Role for T lymphocytes in silica-induced pulmonary inflammation.

The role of the immune system in modulating pulmonary damage evoked by exposure to silica crystals has been examined in a mouse model of experimental silicosis. Congenitally T cell-deficient mice (Balb/c nu/nu) were compared with T cell sufficient mice (Balb/c nu/+) in the degree of silica-induced cellular inflammation on days 3, 5, 7, 30, and 60 after an intratracheal instillation of silica. Cellular inflammation was assessed by increases in the total number and type of inflammatory cell in lung lavage fluid and in lung tissue.
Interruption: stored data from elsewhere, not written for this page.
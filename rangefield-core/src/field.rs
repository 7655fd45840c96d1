//! The range field: binds a dual-thumb slider to a host-tracked value.
//!
//! The field holds configuration and interaction state only. The value
//! lives in the host ([`FieldHost`]); every user-driven change goes through
//! [`RangeField::handle_change`], which is the single path that requests
//! focus (optionally) and notifies the host.
//!
//! Interaction order for one gesture:
//! `on_change_start(pre-value)` → `handle_change(..)`* → `on_change_end(final)`.

use crate::config::{CurrentOverrideArg, FieldConfig, SliderConfig};
use crate::display::{DisplayPolicy, DisplaySlot};
use crate::format::{CompactFormat, FixedFormat, NumberFormat};
use crate::host::{
    AutovalidateMode, FieldHost, FormFieldState, Validator, ValueTransformer,
};
use crate::slider::Thumb;
use crate::value::RangeValue;

/// Accessibility description for one thumb value.
pub type SemanticFormatter = Box<dyn Fn(f64) -> String>;
/// Fired at gesture start (pre-interaction value) and end (final value).
pub type InteractionCallback = Box<dyn FnMut(RangeValue)>;

/// Label and helper text drawn around the slider.
#[derive(Debug, Clone, Default, PartialEq, Eq)]
pub struct Decoration {
    pub label: Option<String>,
    pub helper_text: Option<String>,
}

/// Text for one rendered display slot.
#[derive(Debug, Clone, PartialEq, Eq)]
pub struct SlotLabel {
    pub slot: DisplaySlot,
    /// Default text for the slot.
    pub text: String,
    /// What a slot override callback receives.
    pub override_arg: String,
}

/// Host-side options handed to the [`FormFieldState`] created for this field.
#[derive(Default)]
struct HostOptions {
    enabled: bool,
    autovalidate_mode: AutovalidateMode,
    validator: Option<Validator>,
    value_transformer: Option<ValueTransformer>,
}

pub struct RangeField {
    name: String,
    slider: SliderConfig,
    initial_value: Option<RangeValue>,
    display_values: DisplayPolicy,
    should_request_focus: bool,
    current_override_arg: CurrentOverrideArg,
    number_format: Box<dyn NumberFormat>,
    semantic_formatter: Option<SemanticFormatter>,
    on_change_start: Option<InteractionCallback>,
    on_change_end: Option<InteractionCallback>,
    decoration: Decoration,
    host_options: HostOptions,
    active_thumb: Thumb,
    dragging: Option<Thumb>,
}

impl std::fmt::Debug for RangeField {
    fn fmt(&self, f: &mut std::fmt::Formatter<'_>) -> std::fmt::Result {
        f.debug_struct("RangeField")
            .field("name", &self.name)
            .field("slider", &self.slider)
            .field("initial_value", &self.initial_value)
            .field("display_values", &self.display_values)
            .field("should_request_focus", &self.should_request_focus)
            .field("active_thumb", &self.active_thumb)
            .field("dragging", &self.dragging)
            .finish_non_exhaustive()
    }
}

impl RangeField {
    pub fn new(name: impl Into<String>, slider: SliderConfig) -> Self {
        let name = name.into();
        slider.warn_if_malformed(&name);
        Self {
            name,
            slider,
            initial_value: None,
            display_values: DisplayPolicy::All,
            should_request_focus: false,
            current_override_arg: CurrentOverrideArg::default(),
            // Built once here and reused for every render.
            number_format: Box::new(CompactFormat::default()),
            semantic_formatter: None,
            on_change_start: None,
            on_change_end: None,
            decoration: Decoration::default(),
            host_options: HostOptions {
                enabled: true,
                ..HostOptions::default()
            },
            active_thumb: Thumb::Start,
            dragging: None,
        }
    }

    /// Build a field from its serialized description.
    pub fn from_config(config: &FieldConfig) -> Self {
        let mut field = Self::new(config.name.clone(), config.slider.clone())
            .with_display_values(config.display_values)
            .with_should_request_focus(config.should_request_focus)
            .with_current_override_arg(config.current_override_arg)
            .with_enabled(config.enabled)
            .with_autovalidate_mode(config.autovalidate_mode)
            .with_decoration(Decoration {
                label: config.label.clone(),
                helper_text: config.helper_text.clone(),
            });
        field.initial_value = config.initial_value;
        if let Some(decimals) = config.decimals {
            field = field.with_number_format(FixedFormat::new(decimals));
        }
        if let Some(min_span) = config.min_span {
            field = field.with_validator(min_span_validator(min_span));
        }
        field
    }

    pub fn with_initial_value(mut self, value: RangeValue) -> Self {
        self.initial_value = Some(value);
        self
    }

    pub fn with_display_values(mut self, policy: DisplayPolicy) -> Self {
        self.display_values = policy;
        self
    }

    pub fn with_should_request_focus(mut self, request: bool) -> Self {
        self.should_request_focus = request;
        self
    }

    pub fn with_current_override_arg(mut self, arg: CurrentOverrideArg) -> Self {
        self.current_override_arg = arg;
        self
    }

    pub fn with_number_format(mut self, format: impl NumberFormat + 'static) -> Self {
        self.number_format = Box::new(format);
        self
    }

    pub fn with_semantic_formatter(mut self, formatter: SemanticFormatter) -> Self {
        self.semantic_formatter = Some(formatter);
        self
    }

    pub fn on_change_start(mut self, callback: InteractionCallback) -> Self {
        self.on_change_start = Some(callback);
        self
    }

    pub fn on_change_end(mut self, callback: InteractionCallback) -> Self {
        self.on_change_end = Some(callback);
        self
    }

    pub fn with_decoration(mut self, decoration: Decoration) -> Self {
        self.decoration = decoration;
        self
    }

    pub fn with_enabled(mut self, enabled: bool) -> Self {
        self.host_options.enabled = enabled;
        self
    }

    pub fn with_autovalidate_mode(mut self, mode: AutovalidateMode) -> Self {
        self.host_options.autovalidate_mode = mode;
        self
    }

    pub fn with_validator(mut self, validator: Validator) -> Self {
        self.host_options.validator = Some(validator);
        self
    }

    pub fn with_value_transformer(mut self, transformer: ValueTransformer) -> Self {
        self.host_options.value_transformer = Some(transformer);
        self
    }

    /// Host state for registering this field with a form.
    ///
    /// Moves the validator and value transformer into the state; calling
    /// it twice yields a second state without them.
    pub fn create_state(&mut self) -> FormFieldState {
        let mut state = FormFieldState::new(self.name.clone())
            .with_initial_value(self.initial_value())
            .with_enabled(self.host_options.enabled)
            .with_autovalidate_mode(self.host_options.autovalidate_mode);
        if let Some(validator) = self.host_options.validator.take() {
            state = state.with_validator(validator);
        }
        if let Some(transformer) = self.host_options.value_transformer.take() {
            state = state.with_value_transformer(transformer);
        }
        state
    }

    pub fn name(&self) -> &str {
        &self.name
    }

    pub fn slider(&self) -> &SliderConfig {
        &self.slider
    }

    pub fn display_values(&self) -> DisplayPolicy {
        self.display_values
    }

    pub fn set_display_values(&mut self, policy: DisplayPolicy) {
        self.display_values = policy;
    }

    pub fn decoration(&self) -> &Decoration {
        &self.decoration
    }

    pub fn should_request_focus(&self) -> bool {
        self.should_request_focus
    }

    pub fn current_override_arg(&self) -> CurrentOverrideArg {
        self.current_override_arg
    }

    pub fn active_thumb(&self) -> Thumb {
        self.active_thumb
    }

    pub fn dragging(&self) -> Option<Thumb> {
        self.dragging
    }

    /// Configured initial value, clamped into the slider bounds.
    pub fn initial_value(&self) -> Option<RangeValue> {
        self.initial_value.map(|v| self.slider.normalize(v))
    }

    /// Value used when nothing was supplied: both thumbs on `min`.
    pub fn default_value(&self) -> RangeValue {
        RangeValue::collapsed(self.slider.min)
    }

    /// First-render step: give the host a value if it has none.
    pub fn initialize<H: FieldHost + ?Sized>(&self, host: &mut H) {
        if host.value().is_none() {
            let value = self.default_value();
            log::debug!("field {:?} initialized to {value}", self.name);
            host.set_value(Some(value));
        }
    }

    /// Effective value for rendering.
    pub fn value<H: FieldHost + ?Sized>(&self, host: &H) -> RangeValue {
        host.value().unwrap_or_else(|| self.default_value())
    }

    /// Intermediate change from the slider. Returns false when the field
    /// is disabled and nothing was notified.
    pub fn handle_change<H: FieldHost + ?Sized>(&self, host: &mut H, value: RangeValue) -> bool {
        if !host.is_enabled() {
            return false;
        }
        if self.should_request_focus {
            host.request_focus();
        }
        host.did_change(Some(value));
        true
    }

    /// Start a gesture on `thumb`. Supersedes any gesture in progress.
    pub fn begin_interaction<H: FieldHost + ?Sized>(&mut self, host: &mut H, thumb: Thumb) -> bool {
        if !host.is_enabled() {
            return false;
        }
        let value = self.value(host);
        log::debug!("field {:?}: {thumb:?} drag start at {value}", self.name);
        self.active_thumb = thumb;
        self.dragging = Some(thumb);
        if let Some(cb) = self.on_change_start.as_mut() {
            cb(value);
        }
        true
    }

    /// Drag the grabbed thumb toward `target`. Returns true when the value
    /// changed and the host was notified.
    pub fn update_interaction<H: FieldHost + ?Sized>(&mut self, host: &mut H, target: f64) -> bool {
        let Some(thumb) = self.dragging else {
            return false;
        };
        let current = self.value(host);
        let next = self.slider.move_thumb(current, thumb, target);
        if next == current {
            return false;
        }
        self.handle_change(host, next)
    }

    /// Finish the gesture in progress, if any.
    pub fn end_interaction<H: FieldHost + ?Sized>(&mut self, host: &mut H) -> bool {
        if self.dragging.take().is_none() {
            return false;
        }
        let value = self.value(host);
        log::debug!("field {:?}: drag end at {value}", self.name);
        if let Some(cb) = self.on_change_end.as_mut() {
            cb(value);
        }
        true
    }

    /// Pointer down at `target`: grab the nearest thumb and move it there.
    pub fn press<H: FieldHost + ?Sized>(&mut self, host: &mut H, target: f64) -> bool {
        let thumb = self.slider.nearest_thumb(self.value(host), target);
        if !self.begin_interaction(host, thumb) {
            return false;
        }
        self.update_interaction(host, target);
        true
    }

    /// Keyboard nudge of the active thumb by `steps` slider steps, as one
    /// complete gesture. Returns true when the value changed.
    pub fn step<H: FieldHost + ?Sized>(&mut self, host: &mut H, steps: i32) -> bool {
        let thumb = self.active_thumb;
        if !self.begin_interaction(host, thumb) {
            return false;
        }
        let target = thumb.of(self.value(host)) + steps as f64 * self.slider.step();
        let changed = self.update_interaction(host, target);
        self.end_interaction(host);
        changed
    }

    /// Switch which thumb keyboard steps move.
    pub fn toggle_thumb(&mut self) {
        self.active_thumb = self.active_thumb.other();
    }

    /// Programmatic set through the host: clamped, never marks dirty.
    pub fn set_value<H: FieldHost + ?Sized>(&self, host: &mut H, value: Option<RangeValue>) {
        host.set_value(value.map(|v| self.slider.normalize(v)));
    }

    pub fn format(&self, value: f64) -> String {
        self.number_format.format(value)
    }

    /// `"{start} - {end}"` using the field's formatter.
    pub fn format_range(&self, value: RangeValue) -> String {
        format!("{} - {}", self.format(value.start), self.format(value.end))
    }

    /// Rendered label slots for `value`, left to right.
    pub fn label_slots(&self, value: RangeValue) -> Vec<SlotLabel> {
        let min_text = self.format(self.slider.min);
        self.display_values
            .slots()
            .into_iter()
            .map(|slot| match slot {
                DisplaySlot::Min => SlotLabel {
                    slot,
                    text: min_text.clone(),
                    override_arg: min_text.clone(),
                },
                DisplaySlot::Current => {
                    let text = self.format_range(value);
                    let override_arg = match self.current_override_arg {
                        CurrentOverrideArg::FormattedMin => min_text.clone(),
                        CurrentOverrideArg::FormattedRange => text.clone(),
                    };
                    SlotLabel {
                        slot,
                        text,
                        override_arg,
                    }
                }
                DisplaySlot::Max => {
                    let text = self.format(self.slider.max);
                    SlotLabel {
                        slot,
                        override_arg: text.clone(),
                        text,
                    }
                }
            })
            .collect()
    }

    /// Accessibility descriptions for the start and end thumbs.
    pub fn semantics(&self, value: RangeValue) -> [String; 2] {
        let describe = |v: f64| match &self.semantic_formatter {
            Some(f) => f(v),
            None => self.slider.percent_label(v),
        };
        [describe(value.start), describe(value.end)]
    }

    /// Thumb labels while a gesture is in progress.
    pub fn value_indicator(&self) -> Option<(&str, &str)> {
        self.dragging?;
        self.slider
            .labels
            .as_ref()
            .map(|(start, end)| (start.as_str(), end.as_str()))
    }
}

fn min_span_validator(min_span: f64) -> Validator {
    Box::new(move |value| match value {
        Some(v) if v.span() >= min_span => None,
        _ => Some(format!("Range must span at least {min_span}")),
    })
}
Inflammation and/or injury were also measured in the lavage fluid by increases in total protein, angiotensin-converting enzyme and plasminogen activator. No significant difference existed between the two types of mice in total lavage cell number or total protein. In nu/+ mice, the neutrophil predominated early, followed by the macrophage as the major inflammatory cell. However, in nu/nu mice, the neutrophil remained the predominant inflammatory cell throughout the two months postinjection. In addition, angiotensin-converting enzyme levels remained elevated in the nu/nu animals above those in the nu/+ mice whereas plasminogen activator was elevated early (before day 7) in both, and decreased comparably over time. These data suggest that T cells directly or indirectly influence the maintenance of a macrophage infiltrate and the termination of a neutrophil response after exposure to silica. However, it appears that neither T cells nor the cells they influence affect the ultimate amount of collagen deposition.